Collected data
#####
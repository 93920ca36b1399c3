//! antw installer library.
//!
//! This crate provides the core of the Ant wrapper: given a distribution
//! address it resolves deterministic cache locations, serialises concurrent
//! installers with a file lock, downloads, verifies, and extracts the
//! archive, and returns the root of a verified installation. It is used by
//! the `antw` binary and can be consumed programmatically by other tools.
//!
//! # Modules
//!
//! - [`artefact`] - Downloading, checksumming, and extracting archives
//! - [`cache_paths`] - Archive and extraction locations for a distribution
//! - [`distribution`] - Distribution addresses, credentials, and stores
//! - [`error`] - Error types tagged with the failing install phase
//! - [`install`] - The install state machine
//! - [`lock`] - Cross-process locking over cache resources

pub mod artefact;
pub mod cache_paths;
pub mod distribution;
pub mod error;
pub mod install;
pub mod lock;

#[cfg(any(test, feature = "test-support"))]
pub mod test_utils;
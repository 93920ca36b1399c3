//! Command-line interface for the `antw` wrapper.
//!
//! The wrapper consumes a handful of its own options and forwards every
//! remaining argument to Ant untouched, so `antw -buildfile b.xml compile`
//! behaves like `ant -buildfile b.xml compile`.

use camino::{Utf8Path, Utf8PathBuf};
use clap::Parser;

/// Bootstrap a pinned Apache Ant distribution and run it.
#[derive(Parser, Debug, Default)]
#[command(name = "antw")]
#[command(version, about)]
#[command(long_about = concat!(
    "Bootstrap a pinned Apache Ant distribution and run it.\n\n",
    "The distribution named in ant/wrapper/antw.toml is downloaded, verified, ",
    "and extracted once into a shared cache, then launched with the remaining ",
    "arguments. Wrapper options must precede the first Ant argument.",
))]
#[command(after_help = concat!(
    "EXAMPLES:\n",
    "  Run the default target:\n",
    "    $ antw\n\n",
    "  Pass arguments through to Ant:\n",
    "    $ antw -buildfile build.xml clean dist\n\n",
    "  Keep the cache somewhere else:\n",
    "    $ antw --user-home /var/cache/antw test",
))]
pub struct Cli {
    /// Directory containing `ant/wrapper/antw.toml`; defaults to the
    /// current directory.
    #[arg(long, value_name = "DIR")]
    pub project_dir: Option<Utf8PathBuf>,

    /// Wrapper user home; overrides `ANTW_USER_HOME`.
    #[arg(long, value_name = "DIR")]
    pub user_home: Option<Utf8PathBuf>,

    /// Log install progress.
    #[arg(long = "antw-verbose", conflicts_with = "quiet")]
    pub verbose: bool,

    /// Only log errors.
    #[arg(long = "antw-quiet")]
    pub quiet: bool,

    /// Arguments passed to Ant.
    #[arg(
        value_name = "ANT_ARGS",
        trailing_var_arg = true,
        allow_hyphen_values = true,
        num_args = 0..
    )]
    pub ant_args: Vec<String>,
}

impl Cli {
    /// Returns the `--project-dir` override, if any.
    #[must_use]
    pub fn project_dir(&self) -> Option<&Utf8Path> {
        self.project_dir.as_deref()
    }

    /// Returns the `--user-home` override, if any.
    #[must_use]
    pub fn user_home(&self) -> Option<&Utf8Path> {
        self.user_home.as_deref()
    }
}
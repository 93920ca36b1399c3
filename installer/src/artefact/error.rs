//! Error types for artefact digests.
//!
//! Each variant provides a descriptive message identifying the invalid input
//! and the constraint that was violated.

use thiserror::Error;

/// Errors arising from invalid artefact-related values or unreadable files.
#[derive(Debug, Error)]
pub enum ArtefactError {
    /// A SHA-256 digest is not a valid 64-character hex string.
    #[error("invalid SHA-256 digest: {reason}")]
    InvalidSha256Digest {
        /// Description of the validation failure.
        reason: String,
    },

    /// The file being hashed could not be read.
    #[error("failed to read {path} for hashing: {source}")]
    Unreadable {
        /// The file that was being hashed.
        path: String,
        /// The underlying I/O failure.
        #[source]
        source: std::io::Error,
    },
}

/// Result type alias using [`ArtefactError`].
pub type Result<T> = std::result::Result<T, ArtefactError>;
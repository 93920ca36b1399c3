//! antw: a project-local wrapper that bootstraps and launches Apache Ant.
//!
//! The binary reads `ant/wrapper/antw.toml`, asks [`antw_installer`] to
//! ensure the pinned distribution is installed in the shared cache, and then
//! starts Ant with the remaining command-line arguments.
//!
//! # Modules
//!
//! - [`cli`] - Command-line parsing
//! - [`config`] - Loading and interpreting `antw.toml`
//! - [`dirs`] - Home directory lookup
//! - [`error`] - The wrapper's top-level error
//! - [`launcher`] - Starting Ant from an installation

pub mod cli;
pub mod config;
pub mod dirs;
pub mod error;
pub mod launcher;
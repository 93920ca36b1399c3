//! The `Sha256Digest` newtype pinned by `distribution_sha256_sum`.
//!
//! A digest is stored as 64 lowercase hex characters, which is also how
//! [`compute_sha256`](super::verification::compute_sha256) renders one, so
//! two digests compare equal exactly when their strings do.

use super::error::{ArtefactError, Result};
use std::fmt;
use std::str::FromStr;

const HEX_LEN: usize = 64;

/// A SHA-256 digest in canonical lowercase hex.
///
/// [`FromStr`] accepts what people paste into configuration files: the
/// value is trimmed and case-folded before validation. [`TryFrom<String>`]
/// takes only canonical input.
///
/// # Examples
///
/// ```
/// use antw_installer::artefact::sha256_digest::Sha256Digest;
///
/// let pasted = format!("  {}\n", "AB".repeat(32));
/// let digest: Sha256Digest = pasted.parse()?;
/// assert_eq!(digest.as_str(), "ab".repeat(32));
/// # Ok::<(), antw_installer::artefact::error::ArtefactError>(())
/// ```
#[derive(Debug, Clone, PartialEq, Eq, Hash)]
pub struct Sha256Digest(String);

impl Sha256Digest {
    /// Returns the hex digits.
    #[must_use]
    pub fn as_str(&self) -> &str {
        &self.0
    }

    /// Returns the hex digits, consuming the digest.
    #[must_use]
    pub fn into_inner(self) -> String {
        self.0
    }
}

impl FromStr for Sha256Digest {
    type Err = ArtefactError;

    fn from_str(value: &str) -> Result<Self> {
        Self::try_from(value.trim().to_ascii_lowercase())
    }
}

impl TryFrom<String> for Sha256Digest {
    type Error = ArtefactError;

    fn try_from(value: String) -> Result<Self> {
        let invalid = |reason: String| Err(ArtefactError::InvalidSha256Digest { reason });
        if value.len() != HEX_LEN {
            return invalid(format!(
                "expected {HEX_LEN} hex characters, got {}",
                value.len()
            ));
        }
        match value
            .chars()
            .find(|c| !matches!(c, '0'..='9' | 'a'..='f'))
        {
            Some(c) if c.is_ascii_uppercase() => invalid("digest must be lowercase".to_owned()),
            Some(c) => invalid(format!("non-hex character '{c}'")),
            None => Ok(Self(value)),
        }
    }
}

impl fmt::Display for Sha256Digest {
    fn fmt(&self, f: &mut fmt::Formatter<'_>) -> fmt::Result {
        f.write_str(&self.0)
    }
}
#####
**TASK DETAILS:** Nothing but the lines with "concat" should be returned, copied from the entries above.

**RESPONSE FOR THIS EXERCISE:**
#[command(long_about = concat!(
#[command(after_help = concat!(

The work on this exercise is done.